Convinto della sincerità di quest’ultima affermazione, lo scrivente invitava in caserma il suddetto Acquaviva il quale spezzata la momentanea reticenza, dichiarava che il 1° maggio si trovava in un appezzamento di terreno di sua proprietà, sito in località «Presto» compresa nel  feudo «Strasatto» e che verso le ore 11 dello stesso giorno udì distintamente alcuni colpi di arma da fuoco il cui eco proveniva dalla località «Portella della Ginestra», ma che a ciò non attribuì alcuna importanza perché ignorava completamente i fatti di sangue che stavano per avvenire in quella località.

Verso le ore 13 dello stesso giorno mentre l’Acquaviva stava seduto intento a consumare una frugale colazione, notò un gruppo di 12 persone, armate di moschetti militari che proveniente dalla montagna della stessa località «Presto» si dirigeva verso la località denominata «Maggior Cassaro». Fra il gruppo di dette persone, l’Acquaviva, notò molto bene che vi era anche il campiere di Altofonte Busellini Emanuele il quale peraltro era senza fucile.
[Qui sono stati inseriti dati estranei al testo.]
//! Tracing (logging)

use crate::cli::CommandLineArgs;

use tracing_subscriber::{layer::SubscriberExt, util::SubscriberInitExt};

/// Default filter used when `RUST_LOG` is not set.
const DEFAULT_FILTER: &str = "ons_energy_viz=debug,tower_http=debug";

/// Initialise tracing (logging)
///
/// Applies a filter based on the `RUST_LOG` environment variable, falling back to enable debug
/// logging for this crate and tower_http if not set.
/// If Jaeger is enabled, spans are also exported via OpenTelemetry.
///
/// # Arguments
///
/// * `args`: Command line arguments
pub fn init_tracing(args: &CommandLineArgs) {
    let jaeger = if args.enable_jaeger {
        match opentelemetry_jaeger::new_agent_pipeline()
            .with_service_name("ons-energy-viz")
            .install_simple()
        {
            Ok(tracer) => Some(tracing_opentelemetry::layer().with_tracer(tracer)),
            Err(err) => {
                eprintln!("failed to initialise Jaeger tracing: {}", err);
                None
            }
        }
    } else {
        None
    };
    tracing_subscriber::registry()
        .with(
            tracing_subscriber::EnvFilter::try_from_default_env()
                .unwrap_or_else(|_| DEFAULT_FILTER.into()),
        )
        .with(tracing_subscriber::fmt::layer())
        .with(jaeger)
        .init();
}

/// Flush and shut down any trace exporters.
pub fn shutdown_tracing() {
    opentelemetry::global::shutdown_tracer_provider();
}
//! JSON request bodies that are checked before a handler sees them.
//!
//! Malformed JSON, unknown fields and values that break a `#[validate]` rule all become an
//! [EnergyVizError] and are answered with a 400 and the usual error body.

use crate::error::EnergyVizError;

use async_trait::async_trait;
use axum::{
    extract::{rejection::JsonRejection, FromRequest, Json},
    http::Request,
};
use serde::de::DeserializeOwned;
use validator::Validate;

/// Request body of type `T`, deserialised from JSON and then validated.
#[derive(Clone, Debug)]
pub struct ValidatedJson<T>(pub T);

#[async_trait]
impl<T, S, B> FromRequest<S, B> for ValidatedJson<T>
where
    T: DeserializeOwned + Validate,
    S: Send + Sync,
    Json<T>: FromRequest<S, B, Rejection = JsonRejection>,
    B: Send + 'static,
{
    type Rejection = EnergyVizError;

    async fn from_request(req: Request<B>, state: &S) -> Result<Self, Self::Rejection> {
        let Json(body) = Json::<T>::from_request(req, state).await?;
        if let Err(errors) = body.validate() {
            tracing::debug!(%errors, "rejected request body");
            return Err(errors.into());
        }
        Ok(Self(body))
    }
}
Il suddetto Acquaviva, immaginando trattarsi di un gruppo di carabinieri in abito simulato, non attribuì importanza alla cosa. I suddetti individui, a dire del dichiarante, indossavano abiti comuni di vario colore ed erano tutti giovani dell’apparente età di anni 25-30. L’Acquaviva seguì con lo sguardo il gruppo finché si allontanò dietro una collina esistente nella stessa località, ma non è stato in grado di indicare la direzione presa perché una volta scomparso dietro la collina avrebbe potuto percorrere la mulattiera che conduce a Pioppo e quella che conduce a San Giuseppe Jato o Partinico.

Lo stesso Acquaviva a richiesta dello scrivente, specificava che il gruppo di armati da lui notato era composto di 11 persone e 12 col Busellini il quale era senza armi, mentre una delle 11 persone portava un fucile da caccia. Il giorno 2 corrente, l’Acquaviva Domenico notata nella piazza di Altofonte la presenza del fratello dello scomparso, a nome Giuseppe, gli riferiva confidenzialmente quanto aveva visto il giorno precedente nei riguardi di suo fratello Emanuele.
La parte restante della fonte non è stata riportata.